Lee Groves

10: Notable Valentine’s Day fights

4. 1988 – James “Buddy” McGirt KO 12 Frankie Warren II, Memorial Coliseum, Corpus Christi, Texas

Nearly 19 months earlier McGirt and Warren met in a battle of undefeated 140-pound prospects. The swarming Warren, the older brother of future 130-pound title challenger Harold Warren, overwhelmed the New York boxer-puncher en route to a 10-round points win.

Since then Warren won four more fights to run his record to 25-0 (17) while McGirt (36-1-1, 31) ran off eight in a row to secure this rematch, this time for IBF junior welterweight title vacated by Terry Marsh, who was forced to retire undefeated after being diagnosed with epilepsy. The unbeaten Warren was the number-one challenger while McGirt occupied the second slot.

Unlike the first bout that saw Warren dictate an inside war, the rematch began with McGirt lancing Warren from long range and neatly nipping away from the Texan’s charges. His jabs, hooks, uppercuts and body shots connected with impressive sharpness and in the closing moments of the opening round a big right nearly put Warren on the floor.

Rounds two and three were near carbon copies of round one as Warren’s wild swings mostly found air while McGirt’s mostly found face. The slow-starting Warren finally began to warm up in the final minute of the third and his rally over the last 25 seconds had the crowd of nearly 5,000 in full-throated rapture.

The fourth was a better round for Warren as his bob-and-weave had more verve and his pressure had McGirt giving more ground. But his progress came with a price as his right eye showed the first signs of swelling. Though Warren forced McGirt to engage punch-for-punch, the Long Islander was more than up to the challenge.

McGirt regained his long-distance rhythm in round five, which lasted only two minutes due to a timekeeping error. Warren enjoyed a good sixth but McGirt’s steady shower of leather opened a cut under the right eye and caused a more severe swelling to erupt over the left.

With his injuries mounting, Warren’s pressure in the eighth had an air of desperation while McGirt’s clinical dissection was pure science. With 25 seconds remaining, two heavy hooks sent Warren stumbling backward and onto the floor for the first time in his career. After Warren arose referee Barry Yeats called time out to have Warren’s swelling examined, a move that infuriated McGirt’s corner.
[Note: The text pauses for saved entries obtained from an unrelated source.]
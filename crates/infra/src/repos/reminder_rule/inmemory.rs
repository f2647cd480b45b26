use super::IReminderRuleRepo;
use crate::repos::shared::inmemory_repo::*;
use anniv_scheduler_domain::{ReminderRule, ID};

pub struct InMemoryReminderRuleRepo {
    rules: std::sync::Mutex<Vec<ReminderRule>>,
}

impl InMemoryReminderRuleRepo {
    pub fn new() -> Self {
        Self {
            rules: std::sync::Mutex::new(vec![]),
        }
    }

    /// Slots are only claimable while their rule exists and is enabled
    pub(crate) fn is_enabled(&self, rule_id: &ID) -> bool {
        find(rule_id, &self.rules).map_or(false, |rule| rule.enabled)
    }
}

#[async_trait::async_trait]
impl IReminderRuleRepo for InMemoryReminderRuleRepo {
    async fn insert(&self, rule: &ReminderRule) -> anyhow::Result<()> {
        let duplicate = !find_by(&self.rules, |r| {
            r.anniversary_id == rule.anniversary_id && r.user_id == rule.user_id
        })
        .is_empty();
        if duplicate {
            anyhow::bail!(
                "User {} already has a reminder rule for anniversary {}",
                rule.user_id,
                rule.anniversary_id
            );
        }
        insert(rule, &self.rules);
        Ok(())
    }

    async fn save(&self, rule: &ReminderRule) -> anyhow::Result<()> {
        save(rule, &self.rules);
        Ok(())
    }

    async fn find(&self, rule_id: &ID) -> anyhow::Result<Option<ReminderRule>> {
        Ok(find(rule_id, &self.rules))
    }

    async fn find_many(&self, rule_ids: &[ID]) -> anyhow::Result<Vec<ReminderRule>> {
        Ok(find_many(rule_ids, &self.rules))
    }

    async fn find_by_anniversary(&self, anniversary_id: &ID) -> anyhow::Result<Vec<ReminderRule>> {
        Ok(find_by(&self.rules, |r| r.anniversary_id == *anniversary_id))
    }

    async fn find_by_anniversary_and_user(
        &self,
        anniversary_id: &ID,
        user_id: &ID,
    ) -> anyhow::Result<Option<ReminderRule>> {
        let mut rules = find_by(&self.rules, |r| {
            r.anniversary_id == *anniversary_id && r.user_id == *user_id
        });
        if rules.is_empty() {
            return Ok(None);
        }
        Ok(Some(rules.remove(0)))
    }

    async fn delete(&self, rule_id: &ID) -> anyhow::Result<Option<ReminderRule>> {
        Ok(delete(rule_id, &self.rules))
    }
}
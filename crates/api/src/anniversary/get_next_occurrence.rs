use crate::shared::usecase::UseCase;
use anniv_scheduler_domain::{Advance, ID};
use anniv_scheduler_infra::AnnivContext;
use chrono::NaiveDate;
use serde::Serialize;

/// When an anniversary happens next, at its own event time. Feeds order
/// anniversaries by this instant.
#[derive(Debug)]
pub struct GetNextOccurrenceUseCase {
    pub anniversary_id: ID,
}

#[derive(Debug, Clone, PartialEq, Serialize)]
#[serde(rename_all = "camelCase")]
pub struct NextOccurrence {
    pub occurrence: NaiveDate,
    pub starts_at: i64,
}

#[derive(Debug, PartialEq)]
pub enum UseCaseError {
    NotFound(ID),
    StorageError,
}

#[async_trait::async_trait]
impl UseCase for GetNextOccurrenceUseCase {
    /// `None` once the anniversary will not happen again
    type Response = Option<NextOccurrence>;

    type Errors = UseCaseError;

    async fn execute(&mut self, ctx: &AnnivContext) -> Result<Self::Response, Self::Errors> {
        let anniversary = ctx
            .repos
            .anniversaries
            .find(&self.anniversary_id)
            .await
            .map_err(|_| UseCaseError::StorageError)?
            .ok_or_else(|| UseCaseError::NotFound(self.anniversary_id.clone()))?;

        let now = ctx.sys.get_timestamp_millis();
        match ctx
            .config
            .advancer()
            .next_occurrence_trigger(&anniversary, now)
        {
            Advance::Scheduled {
                occurrence,
                trigger_at,
                ..
            } => Ok(Some(NextOccurrence {
                occurrence,
                starts_at: trigger_at.timestamp_millis(),
            })),
            Advance::Exhausted(_) => Ok(None),
        }
    }
}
No matter; McGirt resumed command in the 10th as his punches landed with sickening regularity. Warren’s left eye was completely shut while his right orb was a mere slit. Before the start of the 12th the ringside physician took a final look at his injuries before allowing the fight to proceed.

It continued for only 94 more seconds, for after McGirt landed two chopping rights to the face Yeats called a halt. Neither Duva, George Benton nor Warren objected, but the crowd did by equating Yeats’ move to bovine excrement – hardly a worthy coda to a Valentine’s Day fight.